I was now at the point where the South Loch Ness Trail rejoins the Trail of the Seven Lochs and rather than continue heading south where I would soon have to climb up to the top of Fair Haired Lad’s Pass I turned right to head back towards Inverness along the South Loch Ness Trail. I had contemplated continuing to head south and eventually catch a bus in Inverfarigaig or Foyers, but I wasn’t sure of the times of the buses and I wasn’t keen on rushing the walk to be in time to catch the bus back to Inverness. I prefer to take my time on a walk and hate having a deadline. I walk for enjoyment and did not want to stress myself trying to catch a bus, so instead I slowly followed the wide forestry track that gradually descends to the shore of the loch. The point where I turned was decorated with wild flowers including bluebells and stitchworts that had taken advantage of the tree-felling to produce a delightful display and brightened the otherwise dreary surroundings. Eventually the forestry track brought me onto the lochside road where upon crossing the Allt Dailinn I entered a fabulous deciduous wood that was liberally festooned with bluebells and provided me with a great walk before kicking me out again onto the road. After passing Baile-a-chladaich a path between the road and the loch provided me with more bluebell-filled delights and sunny views up and down the loch.

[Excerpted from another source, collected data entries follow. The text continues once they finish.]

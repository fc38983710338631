use std::path::PathBuf;
use std::str::FromStr;

use chrono::{DateTime, NaiveDate, NaiveDateTime, TimeZone, Timelike};
use chrono_tz::Tz;

use crate::limits::MAX_PAGE_SIZE;
use crate::model::{Ms, Span, MS_PER_HOUR, MS_PER_SECOND};

#[derive(Debug)]
pub struct ConfigError(pub String);

impl std::fmt::Display for ConfigError {
    fn fmt(&self, f: &mut std::fmt::Formatter<'_>) -> std::fmt::Result {
        write!(f, "config error: {}", self.0)
    }
}

impl std::error::Error for ConfigError {}

/// Process-wide configuration, loaded once at startup and passed to the
/// engine as an immutable struct. Working hours and durations are
/// interpreted in `timezone`.
#[derive(Debug, Clone)]
pub struct Settings {
    pub bind: String,
    pub port: u16,
    pub data_dir: PathBuf,
    pub metrics_port: Option<u16>,
    pub compact_threshold: u64,

    /// Slot length in whole hours (`BOOKING_DURATION`).
    pub booking_duration_hours: u32,
    pub work_start_hour: u32,
    pub work_start_minute: u32,
    pub work_end_hour: u32,
    pub work_end_minute: u32,
    /// Booking length bounds in seconds.
    pub min_booking_secs: i64,
    pub max_booking_secs: i64,
    pub timezone: Tz,
    pub page_size: usize,
}

impl Default for Settings {
    fn default() -> Self {
        Self {
            bind: "0.0.0.0".into(),
            port: 8700,
            data_dir: PathBuf::from("./data"),
            metrics_port: None,
            compact_threshold: 1000,
            booking_duration_hours: 1,
            work_start_hour: 8,
            work_start_minute: 0,
            work_end_hour: 18,
            work_end_minute: 0,
            min_booking_secs: 1800,
            max_booking_secs: 604_800,
            timezone: chrono_tz::UTC,
            page_size: 26,
        }
    }
}

fn env_string(key: &str, default: String) -> String {
    std::env::var(key).unwrap_or(default)
}

fn env_parse<T: FromStr>(key: &str, default: T) -> Result<T, ConfigError> {
    match std::env::var(key) {
        Err(_) => Ok(default),
        Ok(raw) => raw
            .parse()
            .map_err(|_| ConfigError(format!("invalid {key}: {raw}"))),
    }
}

fn env_parse_opt<T: FromStr>(key: &str) -> Result<Option<T>, ConfigError> {
    match std::env::var(key) {
        Err(_) => Ok(None),
        Ok(raw) => raw
            .parse()
            .map(Some)
            .map_err(|_| ConfigError(format!("invalid {key}: {raw}"))),
    }
}

impl Settings {
    pub fn from_env() -> Result<Self, ConfigError> {
        let d = Settings::default();
        let settings = Settings {
            bind: env_string("PERCH_BIND", d.bind),
            port: env_parse("PERCH_PORT", d.port)?,
            data_dir: PathBuf::from(env_string("PERCH_DATA_DIR", "./data".into())),
            metrics_port: env_parse_opt("PERCH_METRICS_PORT")?,
            compact_threshold: env_parse("PERCH_COMPACT_THRESHOLD", d.compact_threshold)?,
            booking_duration_hours: env_parse("BOOKING_DURATION", d.booking_duration_hours)?,
            work_start_hour: env_parse("START_OF_WORK_HOUR", d.work_start_hour)?,
            work_start_minute: env_parse("START_OF_WORK_MINUTE", d.work_start_minute)?,
            work_end_hour: env_parse("END_OF_WORK_HOUR", d.work_end_hour)?,
            work_end_minute: env_parse("END_OF_WORK_MINUTE", d.work_end_minute)?,
            min_booking_secs: env_parse("MIN_BOOKING_DURATION", d.min_booking_secs)?,
            max_booking_secs: env_parse("MAX_BOOKING_DURATION", d.max_booking_secs)?,
            timezone: env_parse("TIME_ZONE", d.timezone)?,
            page_size: env_parse("PERCH_PAGE_SIZE", d.page_size)?,
        };
        settings.validate()?;
        Ok(settings)
    }

    pub fn validate(&self) -> Result<(), ConfigError> {
        if self.booking_duration_hours == 0 || self.booking_duration_hours > 24 {
            return Err(ConfigError(
                "BOOKING_DURATION must be between 1 and 24 hours".into(),
            ));
        }
        if self.work_start_hour > 23
            || self.work_end_hour > 23
            || self.work_start_minute > 59
            || self.work_end_minute > 59
        {
            return Err(ConfigError("working hours out of range".into()));
        }
        let start = self.work_start_hour * 60 + self.work_start_minute;
        let end = self.work_end_hour * 60 + self.work_end_minute;
        if start >= end {
            return Err(ConfigError("work day must start before it ends".into()));
        }
        if self.min_booking_secs < 1 {
            return Err(ConfigError("MIN_BOOKING_DURATION must be positive".into()));
        }
        if self.min_booking_secs > self.max_booking_secs {
            return Err(ConfigError(
                "MIN_BOOKING_DURATION exceeds MAX_BOOKING_DURATION".into(),
            ));
        }
        if self.page_size == 0 || self.page_size > MAX_PAGE_SIZE {
            return Err(ConfigError(format!(
                "PERCH_PAGE_SIZE must be between 1 and {MAX_PAGE_SIZE}"
            )));
        }
        Ok(())
    }

    pub fn slot_step_ms(&self) -> Ms {
        Ms::from(self.booking_duration_hours) * MS_PER_HOUR
    }

    pub fn min_booking_ms(&self) -> Ms {
        self.min_booking_secs * MS_PER_SECOND
    }

    pub fn max_booking_ms(&self) -> Ms {
        self.max_booking_secs * MS_PER_SECOND
    }

    /// Resolve a wall-clock time in the configured timezone to unix ms.
    /// A time falling into a DST gap is pushed forward one hour; an
    /// ambiguous time resolves to its earlier occurrence.
    fn localize(&self, naive: NaiveDateTime) -> Option<Ms> {
        if let Some(dt) = self.timezone.from_local_datetime(&naive).earliest() {
            return Some(dt.timestamp_millis());
        }
        let shifted = naive + chrono::Duration::hours(1);
        self.timezone
            .from_local_datetime(&shifted)
            .earliest()
            .map(|dt| dt.timestamp_millis())
    }

    fn local_at(&self, date: NaiveDate, hour: u32, minute: u32) -> Option<Ms> {
        self.localize(date.and_hms_opt(hour, minute, 0)?)
    }

    /// Working-hour window of `date`, or None if the date is not
    /// representable in the configured timezone.
    pub fn work_window(&self, date: NaiveDate) -> Option<Span> {
        let start = self.local_at(date, self.work_start_hour, self.work_start_minute)?;
        let end = self.local_at(date, self.work_end_hour, self.work_end_minute)?;
        (start < end).then(|| Span::new(start, end))
    }

    /// Full calendar-day window `[00:00, next day 00:00)` of `date`.
    pub fn day_window(&self, date: NaiveDate) -> Option<Span> {
        let start = self.local_at(date, 0, 0)?;
        let end = self.local_at(date.succ_opt()?, 0, 0)?;
        (start < end).then(|| Span::new(start, end))
    }

    /// Calendar date of an instant in the configured timezone.
    pub fn local_date(&self, at: Ms) -> NaiveDate {
        DateTime::from_timestamp_millis(at)
            .map(|dt| dt.with_timezone(&self.timezone).date_naive())
            .unwrap_or(NaiveDate::MIN)
    }

    /// The next full local hour strictly after `at` (an instant exactly on
    /// the hour still advances to the following one).
    pub fn next_full_hour(&self, at: Ms) -> Ms {
        let Some(utc) = DateTime::from_timestamp_millis(at) else {
            return at;
        };
        let local = utc.with_timezone(&self.timezone);
        let Some(hour_floor) = local.date_naive().and_hms_opt(local.hour(), 0, 0) else {
            return at;
        };
        self.localize(hour_floor + chrono::Duration::hours(1))
            .unwrap_or(at)
    }
}

#[cfg(test)]
mod tests {
    use super::*;
    use crate::model::MS_PER_MINUTE;

    fn utc_ms(date: NaiveDate, h: u32, m: u32, s: u32) -> Ms {
        date.and_hms_opt(h, m, s)
            .unwrap()
            .and_utc()
            .timestamp_millis()
    }

    #[test]
    fn defaults_are_valid() {
        Settings::default().validate().unwrap();
    }

    #[test]
    fn rejects_inverted_work_hours() {
        let settings = Settings {
            work_start_hour: 18,
            work_end_hour: 8,
            ..Settings::default()
        };
        assert!(settings.validate().is_err());
    }

    #[test]
    fn rejects_zero_slot_duration() {
        let settings = Settings {
            booking_duration_hours: 0,
            ..Settings::default()
        };
        assert!(settings.validate().is_err());
    }

    #[test]
    fn rejects_min_above_max() {
        let settings = Settings {
            min_booking_secs: 100,
            max_booking_secs: 50,
            ..Settings::default()
        };
        assert!(settings.validate().is_err());
    }

    #[test]
    fn work_window_utc() {
        let settings = Settings::default();
        let date = NaiveDate::from_ymd_opt(2026, 8, 10).unwrap();
        let window = settings.work_window(date).unwrap();
        assert_eq!(window.start, utc_ms(date, 8, 0, 0));
        assert_eq!(window.end, utc_ms(date, 18, 0, 0));
    }

    #[test]
    fn work_window_respects_minutes() {
        let settings = Settings {
            work_start_minute: 30,
            ..Settings::default()
        };
        let date = NaiveDate::from_ymd_opt(2026, 8, 10).unwrap();
        let window = settings.work_window(date).unwrap();
        assert_eq!(window.start, utc_ms(date, 8, 30, 0));
    }

    #[test]
    fn day_window_is_24h_in_utc() {
        let settings = Settings::default();
        let date = NaiveDate::from_ymd_opt(2026, 8, 10).unwrap();
        let window = settings.day_window(date).unwrap();
        assert_eq!(window.duration_ms(), 24 * crate::model::MS_PER_HOUR);
    }

    #[test]
    fn next_full_hour_mid_hour() {
        let settings = Settings::default();
        let date = NaiveDate::from_ymd_opt(2026, 8, 10).unwrap();
        let at = utc_ms(date, 9, 30, 15);
        assert_eq!(settings.next_full_hour(at), utc_ms(date, 10, 0, 0));
    }

    #[test]
    fn next_full_hour_on_the_hour_advances() {
        let settings = Settings::default();
        let date = NaiveDate::from_ymd_opt(2026, 8, 10).unwrap();
        let at = utc_ms(date, 9, 0, 0);
        assert_eq!(settings.next_full_hour(at), utc_ms(date, 10, 0, 0));
    }

    #[test]
    fn local_date_crosses_midnight_by_timezone() {
        let settings = Settings {
            timezone: chrono_tz::Europe::Moscow, // UTC+3, no DST
            ..Settings::default()
        };
        let date = NaiveDate::from_ymd_opt(2026, 8, 10).unwrap();
        // 22:30 UTC is already the next day in Moscow
        let at = utc_ms(date, 22, 30, 0);
        assert_eq!(settings.local_date(at), date.succ_opt().unwrap());
    }

    #[test]
    fn work_window_in_offset_timezone() {
        let settings = Settings {
            timezone: chrono_tz::Europe::Moscow,
            ..Settings::default()
        };
        let date = NaiveDate::from_ymd_opt(2026, 8, 10).unwrap();
        let window = settings.work_window(date).unwrap();
        // 08:00 Moscow == 05:00 UTC
        assert_eq!(window.start, utc_ms(date, 5, 0, 0));
        assert_eq!(window.end - window.start, 600 * MS_PER_MINUTE);
    }
}
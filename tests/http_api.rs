//! End-to-end tests driving the axum router in process.

use std::path::PathBuf;
use std::sync::Arc;

use axum::body::Body;
use axum::http::{header, Request, StatusCode};
use axum::Router;
use chrono::{Duration, NaiveDate, Utc};
use http_body_util::BodyExt;
use serde_json::{json, Value};
use tower::ServiceExt;

use perch::auth::StaticTokenProvider;
use perch::config::Settings;
use perch::engine::Engine;
use perch::http::{router, AppState};

const ALICE: &str = "Bearer alice-token";
const BOB: &str = "Bearer bob-token";
const ADMIN: &str = "Bearer admin-token";

fn test_wal_path(name: &str) -> PathBuf {
    let dir = std::env::temp_dir().join("perch_test_http");
    std::fs::create_dir_all(&dir).unwrap();
    let path = dir.join(name);
    let _ = std::fs::remove_file(&path);
    path
}

fn test_app(name: &str) -> Router {
    let settings = Arc::new(Settings::default());
    let engine = Arc::new(Engine::new(test_wal_path(name), settings).unwrap());
    let identity = Arc::new(
        StaticTokenProvider::from_spec("alice-token:alice,bob-token:bob,admin-token:root:admin")
            .unwrap(),
    );
    router(AppState { engine, identity })
}

async fn send(
    app: &Router,
    method: &str,
    uri: &str,
    auth: Option<&str>,
    body: Option<Value>,
) -> (StatusCode, Value) {
    let mut builder = Request::builder().method(method).uri(uri);
    if let Some(auth) = auth {
        builder = builder.header(header::AUTHORIZATION, auth);
    }
    let request = match body {
        Some(v) => builder
            .header(header::CONTENT_TYPE, "application/json")
            .body(Body::from(v.to_string()))
            .unwrap(),
        None => builder.body(Body::empty()).unwrap(),
    };

    let response = app.clone().oneshot(request).await.unwrap();
    let status = response.status();
    let bytes = response.into_body().collect().await.unwrap().to_bytes();
    let value = if bytes.is_empty() {
        Value::Null
    } else {
        serde_json::from_slice(&bytes).unwrap_or(Value::Null)
    };
    (status, value)
}

fn tomorrow() -> NaiveDate {
    Utc::now().date_naive() + Duration::days(1)
}

fn rfc3339(date: NaiveDate, h: u32, m: u32) -> String {
    date.and_hms_opt(h, m, 0).unwrap().and_utc().to_rfc3339()
}

/// Admin-creates office → room → seat, returning (room_id, seat_id).
async fn seed_catalog(app: &Router) -> (String, String) {
    let (status, office) = send(
        app,
        "POST",
        "/api/offices",
        Some(ADMIN),
        Some(json!({"name": "HQ", "location": "Berlin"})),
    )
    .await;
    assert_eq!(status, StatusCode::CREATED);

    let (status, room) = send(
        app,
        "POST",
        "/api/rooms",
        Some(ADMIN),
        Some(json!({"office_id": office["id"], "name": "Main"})),
    )
    .await;
    assert_eq!(status, StatusCode::CREATED);

    let (status, seat) = send(
        app,
        "POST",
        "/api/seats",
        Some(ADMIN),
        Some(json!({"room_id": room["id"], "number": 1})),
    )
    .await;
    assert_eq!(status, StatusCode::CREATED);

    (
        room["id"].as_str().unwrap().to_string(),
        seat["id"].as_str().unwrap().to_string(),
    )
}

#[tokio::test]
async fn missing_or_bad_token_is_401() {
    let app = test_app("auth.wal");

    let (status, body) = send(&app, "GET", "/api/list-my-bookings", None, None).await;
    assert_eq!(status, StatusCode::UNAUTHORIZED);
    assert!(body["error"].is_string());

    let (status, _) = send(
        &app,
        "GET",
        "/api/list-my-bookings",
        Some("Bearer wrong"),
        None,
    )
    .await;
    assert_eq!(status, StatusCode::UNAUTHORIZED);
}

#[tokio::test]
async fn non_admin_catalog_mutation_is_403() {
    let app = test_app("admin_403.wal");

    let (status, body) = send(
        &app,
        "POST",
        "/api/offices",
        Some(ALICE),
        Some(json!({"name": "HQ", "location": "Berlin"})),
    )
    .await;
    assert_eq!(status, StatusCode::FORBIDDEN);
    assert!(body["error"].is_string());

    // Reads stay open to any authenticated user
    let (status, _) = send(&app, "GET", "/api/offices", Some(ALICE), None).await;
    assert_eq!(status, StatusCode::OK);
}

#[tokio::test]
async fn booking_flow_create_conflict_cancel() {
    let app = test_app("booking_flow.wal");
    let (_, seat_id) = seed_catalog(&app).await;
    let d = tomorrow();

    let payload = json!({
        "seat_id": seat_id,
        "start_time": rfc3339(d, 10, 0),
        "end_time": rfc3339(d, 11, 0),
    });
    let (status, booking) = send(
        &app,
        "POST",
        "/api/create-booking",
        Some(ALICE),
        Some(payload.clone()),
    )
    .await;
    assert_eq!(status, StatusCode::CREATED);
    assert_eq!(booking["user"], "alice");
    assert_eq!(booking["is_active"], true);
    let booking_id = booking["id"].as_str().unwrap().to_string();

    // Same window from another user → explicit conflict message
    let (status, body) = send(&app, "POST", "/api/create-booking", Some(BOB), Some(payload)).await;
    assert_eq!(status, StatusCode::BAD_REQUEST);
    assert_eq!(body["error"], "Seat is already booked for this time period.");

    let (status, list) = send(&app, "GET", "/api/list-my-bookings", Some(ALICE), None).await;
    assert_eq!(status, StatusCode::OK);
    assert_eq!(list.as_array().unwrap().len(), 1);

    // A non-owner cancelling gets 404, not 403
    let cancel = json!({"booking_id": booking_id});
    let (status, _) = send(
        &app,
        "POST",
        "/api/cancel-booking",
        Some(BOB),
        Some(cancel.clone()),
    )
    .await;
    assert_eq!(status, StatusCode::NOT_FOUND);

    let (status, body) = send(
        &app,
        "POST",
        "/api/cancel-booking",
        Some(ALICE),
        Some(cancel.clone()),
    )
    .await;
    assert_eq!(status, StatusCode::OK);
    assert_eq!(body["message"], "Booking cancelled successfully.");

    // Cancelling again is 404 — inactive bookings drop out of the lookup
    let (status, _) = send(&app, "POST", "/api/cancel-booking", Some(ALICE), Some(cancel)).await;
    assert_eq!(status, StatusCode::NOT_FOUND);

    let (_, list) = send(&app, "GET", "/api/list-my-bookings", Some(ALICE), None).await;
    assert!(list.as_array().unwrap().is_empty());
}

#[tokio::test]
async fn booking_in_the_past_is_400() {
    let app = test_app("booking_past.wal");
    let (_, seat_id) = seed_catalog(&app).await;
    let d = Utc::now().date_naive() - Duration::days(1);

    let (status, body) = send(
        &app,
        "POST",
        "/api/create-booking",
        Some(ALICE),
        Some(json!({
            "seat_id": seat_id,
            "start_time": rfc3339(d, 10, 0),
            "end_time": rfc3339(d, 11, 0),
        })),
    )
    .await;
    assert_eq!(status, StatusCode::BAD_REQUEST);
    assert_eq!(body["error"], "Cannot book in the past.");
}

#[tokio::test]
async fn malformed_timestamp_is_400() {
    let app = test_app("bad_ts.wal");
    let (_, seat_id) = seed_catalog(&app).await;

    let (status, body) = send(
        &app,
        "POST",
        "/api/create-booking",
        Some(ALICE),
        Some(json!({
            "seat_id": seat_id,
            "start_time": "next tuesday",
            "end_time": "later",
        })),
    )
    .await;
    assert_eq!(status, StatusCode::BAD_REQUEST);
    assert!(body["error"].as_str().unwrap().contains("start_time"));
}

#[tokio::test]
async fn available_seats_shape_and_paging() {
    let app = test_app("avail.wal");
    let (room_id, seat_id) = seed_catalog(&app).await;
    let d = tomorrow();

    // Book 10:00-11:00, leaving 9 of the 10 working-hour slots
    let (status, _) = send(
        &app,
        "POST",
        "/api/create-booking",
        Some(ALICE),
        Some(json!({
            "seat_id": seat_id,
            "start_time": rfc3339(d, 10, 0),
            "end_time": rfc3339(d, 11, 0),
        })),
    )
    .await;
    assert_eq!(status, StatusCode::CREATED);

    let uri = format!("/api/available-seats?room_id={room_id}&date={d}");
    let (status, body) = send(&app, "GET", &uri, Some(BOB), None).await;
    assert_eq!(status, StatusCode::OK);
    assert_eq!(body["date"], d.to_string());

    let pagination = &body["pagination"];
    assert_eq!(pagination["count"], 9);
    assert_eq!(pagination["next"], Value::Null);
    assert_eq!(pagination["previous"], Value::Null);

    let results = pagination["results"].as_array().unwrap();
    assert_eq!(results.len(), 1);
    assert_eq!(results[0]["seat_id"], seat_id);
    let slots = results[0]["slots"].as_array().unwrap();
    assert_eq!(slots.len(), 9);
    assert_eq!(slots[0], json!(["08:00", "09:00"]));
    assert!(!slots.iter().any(|s| s == &json!(["10:00", "11:00"])));

    // Explicit page_size splits the list
    let uri = format!("/api/available-seats?room_id={room_id}&date={d}&page_size=4");
    let (_, body) = send(&app, "GET", &uri, Some(BOB), None).await;
    assert_eq!(body["pagination"]["count"], 9);
    assert_eq!(body["pagination"]["next"], 2);
    assert_eq!(
        body["pagination"]["results"][0]["slots"]
            .as_array()
            .unwrap()
            .len(),
        4
    );

    let uri = format!("/api/available-seats?room_id={room_id}&date={d}&page_size=4&page=3");
    let (status, body) = send(&app, "GET", &uri, Some(BOB), None).await;
    assert_eq!(status, StatusCode::OK);
    assert_eq!(body["pagination"]["previous"], 2);
    assert_eq!(
        body["pagination"]["results"][0]["slots"]
            .as_array()
            .unwrap()
            .len(),
        1
    );

    // Past the last page → 404, like the original paginator
    let uri = format!("/api/available-seats?room_id={room_id}&date={d}&page=99");
    let (status, _) = send(&app, "GET", &uri, Some(BOB), None).await;
    assert_eq!(status, StatusCode::NOT_FOUND);
}

#[tokio::test]
async fn available_seats_query_validation() {
    let app = test_app("avail_bad.wal");
    let (room_id, _) = seed_catalog(&app).await;
    let d = tomorrow();

    let (status, body) = send(
        &app,
        "GET",
        &format!("/api/available-seats?date={d}"),
        Some(ALICE),
        None,
    )
    .await;
    assert_eq!(status, StatusCode::BAD_REQUEST);
    assert_eq!(body["error"], "room_id parameter is required.");

    let (status, body) = send(
        &app,
        "GET",
        &format!("/api/available-seats?room_id={room_id}&date=08-10-2026"),
        Some(ALICE),
        None,
    )
    .await;
    assert_eq!(status, StatusCode::BAD_REQUEST);
    assert_eq!(body["error"], "Invalid date format. Use YYYY-MM-DD.");

    let yesterday = Utc::now().date_naive() - Duration::days(1);
    let (status, body) = send(
        &app,
        "GET",
        &format!("/api/available-seats?room_id={room_id}&date={yesterday}"),
        Some(ALICE),
        None,
    )
    .await;
    assert_eq!(status, StatusCode::BAD_REQUEST);
    assert_eq!(body["error"], "Selected date is in the past.");

    // Unknown room
    let (status, _) = send(
        &app,
        "GET",
        &format!(
            "/api/available-seats?room_id=01ARZ3NDEKTSV4RRFFQ69G5FAV&date={d}"
        ),
        Some(ALICE),
        None,
    )
    .await;
    assert_eq!(status, StatusCode::NOT_FOUND);
}

#[tokio::test]
async fn room_without_active_seats_is_404() {
    let app = test_app("avail_no_seats.wal");
    let (room_id, seat_id) = seed_catalog(&app).await;
    let d = tomorrow();

    let (status, _) = send(
        &app,
        "DELETE",
        &format!("/api/seats/{seat_id}"),
        Some(ADMIN),
        None,
    )
    .await;
    assert_eq!(status, StatusCode::NO_CONTENT);

    let uri = format!("/api/available-seats?room_id={room_id}&date={d}");
    let (status, _) = send(&app, "GET", &uri, Some(ALICE), None).await;
    assert_eq!(status, StatusCode::NOT_FOUND);
}

#[tokio::test]
async fn booking_history_reports_cancelled_entries() {
    let app = test_app("history.wal");
    let (_, seat_id) = seed_catalog(&app).await;
    let d = tomorrow();

    let (_, booking) = send(
        &app,
        "POST",
        "/api/create-booking",
        Some(ALICE),
        Some(json!({
            "seat_id": seat_id,
            "start_time": rfc3339(d, 10, 0),
            "end_time": rfc3339(d, 11, 0),
        })),
    )
    .await;
    send(
        &app,
        "POST",
        "/api/cancel-booking",
        Some(ALICE),
        Some(json!({"booking_id": booking["id"]})),
    )
    .await;

    let uri = format!("/api/booking-history?seat_id={seat_id}&date={d}");
    let (status, history) = send(&app, "GET", &uri, Some(ALICE), None).await;
    assert_eq!(status, StatusCode::OK);
    let entries = history.as_array().unwrap();
    assert_eq!(entries.len(), 1);
    assert_eq!(entries[0]["is_active"], false);

    // Another user sees nothing on the same seat/date
    let (_, history) = send(&app, "GET", &uri, Some(BOB), None).await;
    assert!(history.as_array().unwrap().is_empty());

    // Missing query parameters → 400
    let (status, _) = send(&app, "GET", "/api/booking-history", Some(ALICE), None).await;
    assert_eq!(status, StatusCode::BAD_REQUEST);
}

#[tokio::test]
async fn deleted_seat_rejects_new_bookings() {
    let app = test_app("deleted_seat.wal");
    let (_, seat_id) = seed_catalog(&app).await;
    let d = tomorrow();

    let (status, _) = send(
        &app,
        "DELETE",
        &format!("/api/seats/{seat_id}"),
        Some(ADMIN),
        None,
    )
    .await;
    assert_eq!(status, StatusCode::NO_CONTENT);

    let (status, _) = send(
        &app,
        "POST",
        "/api/create-booking",
        Some(ALICE),
        Some(json!({
            "seat_id": seat_id,
            "start_time": rfc3339(d, 10, 0),
            "end_time": rfc3339(d, 11, 0),
        })),
    )
    .await;
    assert_eq!(status, StatusCode::NOT_FOUND);

    let (status, _) = send(&app, "GET", &format!("/api/seats/{seat_id}"), Some(ALICE), None).await;
    assert_eq!(status, StatusCode::NOT_FOUND);
}

#[tokio::test]
async fn catalog_crud_round_trip() {
    let app = test_app("catalog_crud.wal");

    let (_, office) = send(
        &app,
        "POST",
        "/api/offices",
        Some(ADMIN),
        Some(json!({"name": "HQ", "location": "Berlin"})),
    )
    .await;
    let office_id = office["id"].as_str().unwrap().to_string();

    let (status, updated) = send(
        &app,
        "PUT",
        &format!("/api/offices/{office_id}"),
        Some(ADMIN),
        Some(json!({"name": "HQ West", "location": "Hamburg"})),
    )
    .await;
    assert_eq!(status, StatusCode::OK);
    assert_eq!(updated["name"], "HQ West");

    let (status, fetched) = send(
        &app,
        "GET",
        &format!("/api/offices/{office_id}"),
        Some(ALICE),
        None,
    )
    .await;
    assert_eq!(status, StatusCode::OK);
    assert_eq!(fetched["location"], "Hamburg");

    let (status, _) = send(
        &app,
        "DELETE",
        &format!("/api/offices/{office_id}"),
        Some(ADMIN),
        None,
    )
    .await;
    assert_eq!(status, StatusCode::NO_CONTENT);

    let (status, _) = send(
        &app,
        "GET",
        &format!("/api/offices/{office_id}"),
        Some(ALICE),
        None,
    )
    .await;
    assert_eq!(status, StatusCode::NOT_FOUND);

    let (_, list) = send(&app, "GET", "/api/offices", Some(ALICE), None).await;
    assert!(list.as_array().unwrap().is_empty());
}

The Trail of the Seven Lochs had not provided me with any of these delights and made me wish I had stayed on the South Loch Ness Trail throughout. All too soon I reached the village of Dores where I discovered I had almost two hours to wait for the next bus, but this was not a problem as the map indicated some good walks through the nearby Torr Woods. The skies had finally clearing revealing blue skies so I enjoyed the sunshine as I crossed the bay to enter Torr wood and turned right to do a walk around the hill of An Torr. At one point I found a covering of bluebells in an opening in the trees which produced a splendid sight that would not shame anywhere. Slowly I wandered along the paths through the wood not really knowing how far I had gone, so I was rather surprised when I found myself back at the start without realising I had gone all the way around the hill. To waste more time I made my way down to the lochside to take some pictures and eventually found myself at Torr Point with a view down the length of Loch Ness. With the sun shining this was a lovely and relaxing end to a day that could have been considered frustrating and a wasted opportunity, but I must not dwell on what could have been and simply enjoy the sunshine that eventually graced me in the afternoon.